İlk başlarda benim de tereddüt ile yaklaştığım sanal galeriler ve sanal sergiler başarılı boyutlara ulaştı ve eserlerin daha ulaşılabilir olmasına imkan sağladı. Özellikle reel ortamda ziyaret edilebilen sergilerin eş zamanlı ya da sonrasında sanal platforma taşınması ile sanatın ulaşılabilirliği arttı. Birçok nedenden ötürü gidilemeyen sergi, müze, ören yeri gibi alaların online platformda sunulması kültürel etkileşim için önemli bir hal aldı.
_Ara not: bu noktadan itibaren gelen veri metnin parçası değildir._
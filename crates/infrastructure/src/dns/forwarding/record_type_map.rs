//! Mapping between `resolve_domain::RecordType` and `hickory_proto::rr::RecordType`

use hickory_proto::rr::RecordType as HickoryRecordType;
use resolve_domain::RecordType;

pub struct RecordTypeMapper;

impl RecordTypeMapper {
    pub fn to_hickory(record_type: &RecordType) -> HickoryRecordType {
        match record_type {
            RecordType::A => HickoryRecordType::A,
            RecordType::AAAA => HickoryRecordType::AAAA,
            RecordType::PTR => HickoryRecordType::PTR,
        }
    }
}
use async_trait::async_trait;
use resolve_domain::{DomainError, Target};

#[async_trait]
pub trait TargetSource: Send {
    /// Next target, `Ok(None)` once the source is exhausted.
    ///
    /// A read error is fatal for the whole run.
    async fn next_target(&mut self) -> Result<Option<Target>, DomainError>;

    fn describe(&self) -> &str;
}
//! TCP Transport for DNS queries (RFC 1035 §4.2.2)
//!
//! Every message is prefixed with its length as a big-endian u16. Used as
//! the fallback when a UDP answer comes back truncated.

use super::{DnsTransport, TransportResponse};
use async_trait::async_trait;
use resolve_domain::DomainError;
use std::net::SocketAddr;
use std::time::Duration;
use tokio::io::{AsyncReadExt, AsyncWriteExt};
use tokio::net::TcpStream;
use tracing::debug;

const MAX_TCP_MESSAGE_SIZE: usize = 65535;

pub struct TcpTransport {
    server_addr: SocketAddr,
}

impl TcpTransport {
    pub fn new(server_addr: SocketAddr) -> Self {
        Self { server_addr }
    }

    fn transport_error(&self, message: impl Into<String>) -> DomainError {
        DomainError::TransportError {
            server: self.server_addr.to_string(),
            message: message.into(),
        }
    }

    fn timeout_error(&self) -> DomainError {
        DomainError::TransportTimeout {
            server: self.server_addr.to_string(),
        }
    }

    async fn connect(&self, timeout: Duration) -> Result<TcpStream, DomainError> {
        let stream = tokio::time::timeout(timeout, TcpStream::connect(self.server_addr))
            .await
            .map_err(|_| self.timeout_error())?
            .map_err(|e| self.transport_error(format!("Connection failed: {}", e)))?;

        stream
            .set_nodelay(true)
            .map_err(|e| self.transport_error(format!("Failed to set TCP_NODELAY: {}", e)))?;

        Ok(stream)
    }
}

#[async_trait]
impl DnsTransport for TcpTransport {
    async fn send(
        &self,
        message_bytes: &[u8],
        timeout: Duration,
    ) -> Result<TransportResponse, DomainError> {
        let mut stream = self.connect(timeout).await?;

        tokio::time::timeout(timeout, send_with_length_prefix(&mut stream, message_bytes))
            .await
            .map_err(|_| self.timeout_error())?
            .map_err(|e| self.transport_error(e.to_string()))?;

        debug!(
            server = %self.server_addr,
            message_len = message_bytes.len(),
            "TCP query sent"
        );

        let response_bytes = tokio::time::timeout(timeout, read_with_length_prefix(&mut stream))
            .await
            .map_err(|_| self.timeout_error())?
            .map_err(|e| self.transport_error(e.to_string()))?;

        debug!(
            server = %self.server_addr,
            response_len = response_bytes.len(),
            "TCP response received"
        );

        Ok(TransportResponse {
            bytes: response_bytes,
            protocol_used: "TCP",
        })
    }
}

pub(crate) async fn send_with_length_prefix<S>(
    stream: &mut S,
    message_bytes: &[u8],
) -> Result<(), DomainError>
where
    S: AsyncWriteExt + Unpin,
{
    let length = u16::try_from(message_bytes.len()).map_err(|_| {
        DomainError::InvalidDomainName(format!(
            "Message too large for TCP framing: {} bytes",
            message_bytes.len()
        ))
    })?;

    stream
        .write_all(&length.to_be_bytes())
        .await
        .map_err(|e| DomainError::IoError(format!("Failed to write length prefix: {}", e)))?;
    stream
        .write_all(message_bytes)
        .await
        .map_err(|e| DomainError::IoError(format!("Failed to write DNS message: {}", e)))?;
    stream
        .flush()
        .await
        .map_err(|e| DomainError::IoError(format!("Failed to flush stream: {}", e)))?;

    Ok(())
}

pub(crate) async fn read_with_length_prefix<S>(stream: &mut S) -> Result<Vec<u8>, DomainError>
where
    S: AsyncReadExt + Unpin,
{
    let mut len_buf = [0u8; 2];
    stream
        .read_exact(&mut len_buf)
        .await
        .map_err(|e| DomainError::IoError(format!("Failed to read response length: {}", e)))?;

    let response_len = u16::from_be_bytes(len_buf) as usize;

    if response_len > MAX_TCP_MESSAGE_SIZE {
        return Err(DomainError::InvalidDnsResponse(format!(
            "Response too large: {} bytes (max {})",
            response_len, MAX_TCP_MESSAGE_SIZE
        )));
    }

    let mut response = vec![0u8; response_len];
    stream
        .read_exact(&mut response)
        .await
        .map_err(|e| DomainError::IoError(format!("Failed to read response body: {}", e)))?;

    Ok(response)
}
Sosyal platformlar sayesinde belirli bir kesime sıkışıp kalmış sanat, izole kimliğinden sıyrılarak her kesime ulaşabilir hale geldi. Özellikle sanatçıların, atölyelerin, galerilerin sosyal medyadaki hesapları sayesinde sanat severler ile daha interaktif iletişim kurabilmelerine imkanı sağladı.  Sanatçı ve zanaatçıların sosyal marketing ile ürünlerini gelire dönüştürmelerine olanak sunan platformlar oluştu.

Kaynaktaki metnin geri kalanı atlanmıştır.